TASK INSTRUCTIONS. Reproduce the records below exactly, but only between the lines holding "let uncompressed_len = (&compressed[..]).get_u32_le()" and "grows a little", inclusive.

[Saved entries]
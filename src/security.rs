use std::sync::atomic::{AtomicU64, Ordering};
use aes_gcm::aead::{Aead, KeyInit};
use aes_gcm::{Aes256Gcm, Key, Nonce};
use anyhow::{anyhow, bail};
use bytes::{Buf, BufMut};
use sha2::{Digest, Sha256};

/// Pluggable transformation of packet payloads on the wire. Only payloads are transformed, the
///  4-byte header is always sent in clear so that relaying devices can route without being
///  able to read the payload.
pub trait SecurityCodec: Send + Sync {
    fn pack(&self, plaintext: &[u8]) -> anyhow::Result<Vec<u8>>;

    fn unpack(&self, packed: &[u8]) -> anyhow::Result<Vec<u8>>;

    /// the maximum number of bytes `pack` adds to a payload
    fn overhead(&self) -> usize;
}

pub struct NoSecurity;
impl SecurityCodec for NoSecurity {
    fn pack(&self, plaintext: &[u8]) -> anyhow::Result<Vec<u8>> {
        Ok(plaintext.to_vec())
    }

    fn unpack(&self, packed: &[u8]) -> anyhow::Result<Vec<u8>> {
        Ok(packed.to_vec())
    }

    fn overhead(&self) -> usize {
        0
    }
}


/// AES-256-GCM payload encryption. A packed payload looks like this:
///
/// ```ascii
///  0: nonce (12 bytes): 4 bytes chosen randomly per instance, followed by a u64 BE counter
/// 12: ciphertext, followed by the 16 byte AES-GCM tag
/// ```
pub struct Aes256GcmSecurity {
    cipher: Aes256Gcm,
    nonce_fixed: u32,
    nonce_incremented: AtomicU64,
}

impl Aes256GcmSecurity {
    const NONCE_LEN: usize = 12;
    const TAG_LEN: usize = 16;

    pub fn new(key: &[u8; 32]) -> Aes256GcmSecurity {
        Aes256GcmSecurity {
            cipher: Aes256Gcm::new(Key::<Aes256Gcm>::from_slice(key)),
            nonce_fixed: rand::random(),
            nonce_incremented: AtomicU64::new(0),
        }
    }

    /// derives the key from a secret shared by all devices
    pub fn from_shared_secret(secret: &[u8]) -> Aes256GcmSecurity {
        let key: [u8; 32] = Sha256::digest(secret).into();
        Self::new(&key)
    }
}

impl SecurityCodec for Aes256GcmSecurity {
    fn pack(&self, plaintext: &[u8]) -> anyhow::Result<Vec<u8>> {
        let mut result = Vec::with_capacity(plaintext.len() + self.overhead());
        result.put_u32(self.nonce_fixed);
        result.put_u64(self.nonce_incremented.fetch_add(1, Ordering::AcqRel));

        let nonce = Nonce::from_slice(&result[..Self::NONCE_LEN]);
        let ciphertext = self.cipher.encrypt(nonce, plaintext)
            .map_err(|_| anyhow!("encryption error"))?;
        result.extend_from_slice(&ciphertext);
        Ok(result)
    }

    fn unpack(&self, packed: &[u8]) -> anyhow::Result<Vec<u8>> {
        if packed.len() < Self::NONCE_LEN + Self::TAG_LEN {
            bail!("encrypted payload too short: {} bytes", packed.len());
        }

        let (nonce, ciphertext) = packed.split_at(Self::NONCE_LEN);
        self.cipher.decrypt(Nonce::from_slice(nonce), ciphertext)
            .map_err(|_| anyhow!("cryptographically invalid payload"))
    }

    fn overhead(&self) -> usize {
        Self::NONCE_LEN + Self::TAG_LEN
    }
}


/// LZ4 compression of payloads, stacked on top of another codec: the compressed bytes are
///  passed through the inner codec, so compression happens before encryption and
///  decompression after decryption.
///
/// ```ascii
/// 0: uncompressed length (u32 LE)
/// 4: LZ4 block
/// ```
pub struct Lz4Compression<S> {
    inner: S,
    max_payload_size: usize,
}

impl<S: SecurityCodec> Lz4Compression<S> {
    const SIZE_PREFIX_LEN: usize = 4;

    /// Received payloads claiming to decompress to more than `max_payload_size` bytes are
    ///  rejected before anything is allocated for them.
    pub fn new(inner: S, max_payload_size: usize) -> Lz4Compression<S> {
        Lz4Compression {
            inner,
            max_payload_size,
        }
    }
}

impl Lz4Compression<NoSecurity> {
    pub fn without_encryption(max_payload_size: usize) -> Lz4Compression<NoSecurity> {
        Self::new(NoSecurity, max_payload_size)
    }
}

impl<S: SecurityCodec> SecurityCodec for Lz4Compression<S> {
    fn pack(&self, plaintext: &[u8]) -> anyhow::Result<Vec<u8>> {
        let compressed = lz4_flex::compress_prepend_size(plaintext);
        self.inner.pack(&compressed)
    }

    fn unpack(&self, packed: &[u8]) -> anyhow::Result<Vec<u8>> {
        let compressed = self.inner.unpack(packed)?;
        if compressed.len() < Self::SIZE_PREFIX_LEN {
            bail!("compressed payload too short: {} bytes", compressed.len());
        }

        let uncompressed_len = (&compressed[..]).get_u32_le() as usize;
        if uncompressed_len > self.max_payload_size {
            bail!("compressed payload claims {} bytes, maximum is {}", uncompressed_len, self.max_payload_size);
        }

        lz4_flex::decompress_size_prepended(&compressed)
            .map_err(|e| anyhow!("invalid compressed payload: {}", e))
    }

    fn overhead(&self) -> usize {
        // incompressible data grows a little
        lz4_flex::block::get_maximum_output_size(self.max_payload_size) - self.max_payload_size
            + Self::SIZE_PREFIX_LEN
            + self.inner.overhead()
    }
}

ANSWER SECTION.
        let uncompressed_len = (&compressed[..]).get_u32_le() as usize;
        if uncompressed_len > self.max_payload_size {
            bail!("compressed payload claims {} bytes, maximum is {}", uncompressed_len, self.max_payload_size);
        }

        lz4_flex::decompress_size_prepended(&compressed)
            .map_err(|e| anyhow!("invalid compressed payload: {}", e))
    }

    fn overhead(&self) -> usize {
        // incompressible data grows a little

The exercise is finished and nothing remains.